:: What is being asked ::
Go through the data below. Pull out every line that has the word "observable".

:: Given records ::
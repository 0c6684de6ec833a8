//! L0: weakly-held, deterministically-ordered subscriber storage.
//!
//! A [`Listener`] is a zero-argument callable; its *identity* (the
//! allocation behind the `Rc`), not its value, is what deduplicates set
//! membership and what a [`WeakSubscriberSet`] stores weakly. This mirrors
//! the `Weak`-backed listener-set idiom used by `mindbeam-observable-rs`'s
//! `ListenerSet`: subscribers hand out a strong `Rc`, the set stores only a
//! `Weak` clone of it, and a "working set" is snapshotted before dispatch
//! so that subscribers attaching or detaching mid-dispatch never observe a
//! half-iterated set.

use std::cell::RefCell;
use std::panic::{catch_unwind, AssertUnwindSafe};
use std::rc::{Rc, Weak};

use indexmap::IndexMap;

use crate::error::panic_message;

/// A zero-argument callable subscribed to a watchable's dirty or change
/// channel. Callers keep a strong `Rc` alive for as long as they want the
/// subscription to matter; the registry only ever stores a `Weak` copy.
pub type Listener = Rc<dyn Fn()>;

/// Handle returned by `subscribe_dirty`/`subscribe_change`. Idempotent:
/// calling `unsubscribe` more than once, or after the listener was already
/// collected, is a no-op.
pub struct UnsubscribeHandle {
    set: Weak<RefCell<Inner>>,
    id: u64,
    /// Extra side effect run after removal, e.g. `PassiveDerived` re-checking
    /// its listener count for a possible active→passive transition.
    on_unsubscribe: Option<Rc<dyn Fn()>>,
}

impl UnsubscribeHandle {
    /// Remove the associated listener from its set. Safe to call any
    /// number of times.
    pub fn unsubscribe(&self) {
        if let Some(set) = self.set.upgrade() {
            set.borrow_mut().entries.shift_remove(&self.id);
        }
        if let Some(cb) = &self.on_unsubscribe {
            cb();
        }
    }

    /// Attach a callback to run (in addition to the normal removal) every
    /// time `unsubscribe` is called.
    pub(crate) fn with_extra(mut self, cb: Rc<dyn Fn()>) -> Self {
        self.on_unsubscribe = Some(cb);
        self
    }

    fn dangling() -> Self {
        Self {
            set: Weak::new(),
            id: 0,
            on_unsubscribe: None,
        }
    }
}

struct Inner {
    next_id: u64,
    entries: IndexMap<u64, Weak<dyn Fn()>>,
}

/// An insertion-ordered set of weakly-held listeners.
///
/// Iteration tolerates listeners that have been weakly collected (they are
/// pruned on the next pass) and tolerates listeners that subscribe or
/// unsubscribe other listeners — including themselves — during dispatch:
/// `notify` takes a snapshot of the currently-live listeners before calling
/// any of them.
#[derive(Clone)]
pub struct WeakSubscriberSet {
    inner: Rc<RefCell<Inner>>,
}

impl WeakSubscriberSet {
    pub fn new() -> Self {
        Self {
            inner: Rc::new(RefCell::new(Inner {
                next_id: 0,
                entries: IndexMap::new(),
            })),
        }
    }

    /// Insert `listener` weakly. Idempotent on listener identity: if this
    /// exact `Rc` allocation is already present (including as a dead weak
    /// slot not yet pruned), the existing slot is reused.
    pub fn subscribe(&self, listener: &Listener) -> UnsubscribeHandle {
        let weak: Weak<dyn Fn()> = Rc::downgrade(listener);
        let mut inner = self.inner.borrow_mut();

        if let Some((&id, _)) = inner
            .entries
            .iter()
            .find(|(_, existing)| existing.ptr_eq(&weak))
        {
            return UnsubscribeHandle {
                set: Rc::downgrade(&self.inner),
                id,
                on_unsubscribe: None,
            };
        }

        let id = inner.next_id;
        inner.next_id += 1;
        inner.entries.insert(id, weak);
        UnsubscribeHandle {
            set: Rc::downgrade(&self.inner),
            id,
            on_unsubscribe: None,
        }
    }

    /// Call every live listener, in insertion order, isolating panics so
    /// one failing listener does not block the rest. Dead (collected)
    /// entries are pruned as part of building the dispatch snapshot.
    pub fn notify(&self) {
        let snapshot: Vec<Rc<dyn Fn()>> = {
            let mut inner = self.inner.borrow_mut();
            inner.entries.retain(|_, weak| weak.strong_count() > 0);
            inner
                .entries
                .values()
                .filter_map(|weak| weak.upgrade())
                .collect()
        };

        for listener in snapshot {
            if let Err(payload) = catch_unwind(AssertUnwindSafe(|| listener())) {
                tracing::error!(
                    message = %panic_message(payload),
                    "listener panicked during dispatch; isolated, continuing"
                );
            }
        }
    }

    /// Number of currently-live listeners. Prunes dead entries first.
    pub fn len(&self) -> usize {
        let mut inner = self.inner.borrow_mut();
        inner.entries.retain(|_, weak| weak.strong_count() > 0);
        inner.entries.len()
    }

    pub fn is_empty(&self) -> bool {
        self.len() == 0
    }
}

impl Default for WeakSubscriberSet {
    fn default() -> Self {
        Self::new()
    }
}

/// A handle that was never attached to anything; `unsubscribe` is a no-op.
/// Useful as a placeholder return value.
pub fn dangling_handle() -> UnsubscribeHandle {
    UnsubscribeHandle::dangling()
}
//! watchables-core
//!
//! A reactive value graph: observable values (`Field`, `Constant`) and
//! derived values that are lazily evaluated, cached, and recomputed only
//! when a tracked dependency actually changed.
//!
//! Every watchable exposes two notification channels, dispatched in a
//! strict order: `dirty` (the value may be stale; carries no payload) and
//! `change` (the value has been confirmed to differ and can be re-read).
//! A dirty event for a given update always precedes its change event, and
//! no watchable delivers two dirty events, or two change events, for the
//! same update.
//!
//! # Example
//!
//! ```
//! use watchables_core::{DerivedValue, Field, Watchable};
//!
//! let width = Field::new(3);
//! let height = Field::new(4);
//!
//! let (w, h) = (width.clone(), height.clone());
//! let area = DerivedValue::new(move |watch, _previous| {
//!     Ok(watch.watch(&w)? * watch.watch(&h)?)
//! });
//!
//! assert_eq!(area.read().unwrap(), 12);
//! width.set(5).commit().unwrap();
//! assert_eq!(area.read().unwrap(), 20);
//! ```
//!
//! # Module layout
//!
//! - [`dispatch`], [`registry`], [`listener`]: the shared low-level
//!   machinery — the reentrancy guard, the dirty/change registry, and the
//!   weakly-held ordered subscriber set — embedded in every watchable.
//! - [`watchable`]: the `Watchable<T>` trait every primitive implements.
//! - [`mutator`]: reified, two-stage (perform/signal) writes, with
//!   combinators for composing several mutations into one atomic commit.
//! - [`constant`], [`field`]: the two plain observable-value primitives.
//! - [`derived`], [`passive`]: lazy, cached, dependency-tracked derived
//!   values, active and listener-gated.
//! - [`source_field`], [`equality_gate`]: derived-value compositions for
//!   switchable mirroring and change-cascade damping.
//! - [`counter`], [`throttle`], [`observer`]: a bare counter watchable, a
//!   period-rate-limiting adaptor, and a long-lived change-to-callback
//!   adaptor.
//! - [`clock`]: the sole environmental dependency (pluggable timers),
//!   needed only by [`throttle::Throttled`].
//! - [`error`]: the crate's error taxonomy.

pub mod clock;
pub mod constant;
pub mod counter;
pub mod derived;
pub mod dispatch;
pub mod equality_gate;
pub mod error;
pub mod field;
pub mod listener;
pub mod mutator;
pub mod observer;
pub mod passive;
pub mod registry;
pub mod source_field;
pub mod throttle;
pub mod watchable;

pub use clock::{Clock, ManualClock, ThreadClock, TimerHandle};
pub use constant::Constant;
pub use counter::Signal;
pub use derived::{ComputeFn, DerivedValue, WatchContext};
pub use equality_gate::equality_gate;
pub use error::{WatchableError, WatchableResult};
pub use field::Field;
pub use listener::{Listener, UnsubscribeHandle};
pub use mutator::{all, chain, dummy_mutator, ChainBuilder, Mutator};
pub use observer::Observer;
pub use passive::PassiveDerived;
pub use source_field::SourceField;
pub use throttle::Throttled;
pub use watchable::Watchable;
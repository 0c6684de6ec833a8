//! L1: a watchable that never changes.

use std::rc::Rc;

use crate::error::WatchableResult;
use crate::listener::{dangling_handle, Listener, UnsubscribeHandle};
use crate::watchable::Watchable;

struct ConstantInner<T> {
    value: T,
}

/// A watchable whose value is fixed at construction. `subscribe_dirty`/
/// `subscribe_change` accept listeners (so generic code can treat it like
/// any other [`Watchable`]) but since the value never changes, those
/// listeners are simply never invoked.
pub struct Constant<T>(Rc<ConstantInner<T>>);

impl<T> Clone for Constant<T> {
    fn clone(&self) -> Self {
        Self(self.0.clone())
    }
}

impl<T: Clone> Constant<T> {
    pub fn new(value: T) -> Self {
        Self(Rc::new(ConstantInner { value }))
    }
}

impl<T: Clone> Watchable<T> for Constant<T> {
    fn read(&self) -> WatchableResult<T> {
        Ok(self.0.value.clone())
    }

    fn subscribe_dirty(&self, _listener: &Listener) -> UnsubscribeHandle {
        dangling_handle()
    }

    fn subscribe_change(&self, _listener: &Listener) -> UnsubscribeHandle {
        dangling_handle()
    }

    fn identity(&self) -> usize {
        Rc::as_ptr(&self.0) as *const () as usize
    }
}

==

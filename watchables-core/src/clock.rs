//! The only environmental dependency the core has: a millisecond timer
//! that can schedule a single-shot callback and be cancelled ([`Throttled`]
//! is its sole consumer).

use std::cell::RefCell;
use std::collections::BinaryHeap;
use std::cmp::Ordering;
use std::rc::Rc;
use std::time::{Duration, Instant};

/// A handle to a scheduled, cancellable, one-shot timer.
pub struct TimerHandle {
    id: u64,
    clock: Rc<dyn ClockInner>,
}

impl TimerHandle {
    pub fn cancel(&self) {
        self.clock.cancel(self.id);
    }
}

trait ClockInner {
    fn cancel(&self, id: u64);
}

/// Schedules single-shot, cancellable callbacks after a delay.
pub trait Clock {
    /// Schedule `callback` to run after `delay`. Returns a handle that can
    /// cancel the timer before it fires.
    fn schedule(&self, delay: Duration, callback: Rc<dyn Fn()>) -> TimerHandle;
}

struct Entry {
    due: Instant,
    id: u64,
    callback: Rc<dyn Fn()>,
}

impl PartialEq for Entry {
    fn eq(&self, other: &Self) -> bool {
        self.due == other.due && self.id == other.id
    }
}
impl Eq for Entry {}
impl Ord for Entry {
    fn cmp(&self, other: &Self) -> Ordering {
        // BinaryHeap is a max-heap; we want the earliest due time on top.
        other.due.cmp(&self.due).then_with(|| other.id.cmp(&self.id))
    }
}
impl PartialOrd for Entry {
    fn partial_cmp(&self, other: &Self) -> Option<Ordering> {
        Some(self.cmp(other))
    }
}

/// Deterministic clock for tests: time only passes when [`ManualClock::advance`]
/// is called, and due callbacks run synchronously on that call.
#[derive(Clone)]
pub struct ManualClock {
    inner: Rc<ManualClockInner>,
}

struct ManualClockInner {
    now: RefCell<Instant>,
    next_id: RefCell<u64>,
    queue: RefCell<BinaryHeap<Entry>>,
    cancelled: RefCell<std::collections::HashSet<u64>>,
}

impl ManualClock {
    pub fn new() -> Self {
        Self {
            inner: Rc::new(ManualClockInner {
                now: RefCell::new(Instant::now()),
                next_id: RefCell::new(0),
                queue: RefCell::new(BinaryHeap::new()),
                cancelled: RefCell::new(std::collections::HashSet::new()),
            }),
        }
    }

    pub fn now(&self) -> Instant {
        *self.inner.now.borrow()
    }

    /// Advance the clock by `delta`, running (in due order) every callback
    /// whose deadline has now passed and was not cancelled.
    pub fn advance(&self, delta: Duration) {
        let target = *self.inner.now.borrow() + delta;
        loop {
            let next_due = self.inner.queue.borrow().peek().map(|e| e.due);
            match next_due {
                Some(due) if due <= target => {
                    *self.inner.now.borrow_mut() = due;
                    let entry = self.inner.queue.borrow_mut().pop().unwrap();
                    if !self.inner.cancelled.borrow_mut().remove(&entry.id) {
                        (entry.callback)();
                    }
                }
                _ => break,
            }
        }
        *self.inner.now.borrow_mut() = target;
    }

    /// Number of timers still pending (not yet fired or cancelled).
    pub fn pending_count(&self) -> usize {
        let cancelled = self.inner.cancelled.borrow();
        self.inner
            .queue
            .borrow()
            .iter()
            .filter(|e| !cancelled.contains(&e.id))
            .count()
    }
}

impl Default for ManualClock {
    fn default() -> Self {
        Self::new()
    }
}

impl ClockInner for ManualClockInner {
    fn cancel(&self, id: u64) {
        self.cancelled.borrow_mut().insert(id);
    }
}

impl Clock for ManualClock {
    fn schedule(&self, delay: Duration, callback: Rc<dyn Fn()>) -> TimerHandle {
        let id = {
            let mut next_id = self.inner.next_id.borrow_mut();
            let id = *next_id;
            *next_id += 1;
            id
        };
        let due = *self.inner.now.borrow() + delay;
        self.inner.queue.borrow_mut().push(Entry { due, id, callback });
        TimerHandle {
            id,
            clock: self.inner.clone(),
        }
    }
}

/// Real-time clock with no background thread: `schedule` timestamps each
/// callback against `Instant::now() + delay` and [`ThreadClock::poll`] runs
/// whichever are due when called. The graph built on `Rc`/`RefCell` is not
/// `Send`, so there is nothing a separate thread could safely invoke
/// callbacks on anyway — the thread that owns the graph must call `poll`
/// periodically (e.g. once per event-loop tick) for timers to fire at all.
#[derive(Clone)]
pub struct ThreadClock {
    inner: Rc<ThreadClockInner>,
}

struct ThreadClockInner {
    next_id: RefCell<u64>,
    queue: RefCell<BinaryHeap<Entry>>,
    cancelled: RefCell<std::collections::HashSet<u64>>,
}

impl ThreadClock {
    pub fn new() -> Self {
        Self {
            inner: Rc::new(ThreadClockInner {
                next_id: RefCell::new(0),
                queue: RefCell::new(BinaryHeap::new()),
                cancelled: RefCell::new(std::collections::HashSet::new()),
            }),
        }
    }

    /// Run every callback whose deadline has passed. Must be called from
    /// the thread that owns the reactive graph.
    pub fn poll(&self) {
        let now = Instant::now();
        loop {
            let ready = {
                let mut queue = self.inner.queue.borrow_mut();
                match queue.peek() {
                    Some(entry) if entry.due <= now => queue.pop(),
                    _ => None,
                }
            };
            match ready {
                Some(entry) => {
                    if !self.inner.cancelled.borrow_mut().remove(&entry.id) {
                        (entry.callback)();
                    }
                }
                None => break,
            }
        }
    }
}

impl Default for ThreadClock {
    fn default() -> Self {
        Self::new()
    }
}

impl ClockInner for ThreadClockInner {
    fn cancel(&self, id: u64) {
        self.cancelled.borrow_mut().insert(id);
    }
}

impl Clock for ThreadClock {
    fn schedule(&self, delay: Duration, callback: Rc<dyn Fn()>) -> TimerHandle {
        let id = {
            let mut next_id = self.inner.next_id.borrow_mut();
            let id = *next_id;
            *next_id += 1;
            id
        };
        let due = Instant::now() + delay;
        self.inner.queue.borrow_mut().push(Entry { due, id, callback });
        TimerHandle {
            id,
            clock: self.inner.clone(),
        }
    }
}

:: Answer for the task ::
//! the `Weak`-backed listener-set idiom used by `mindbeam-observable-rs`'s
//! A reactive value graph: observable values (`Field`, `Constant`) and
//! - [`constant`], [`field`]: the two plain observable-value primitives.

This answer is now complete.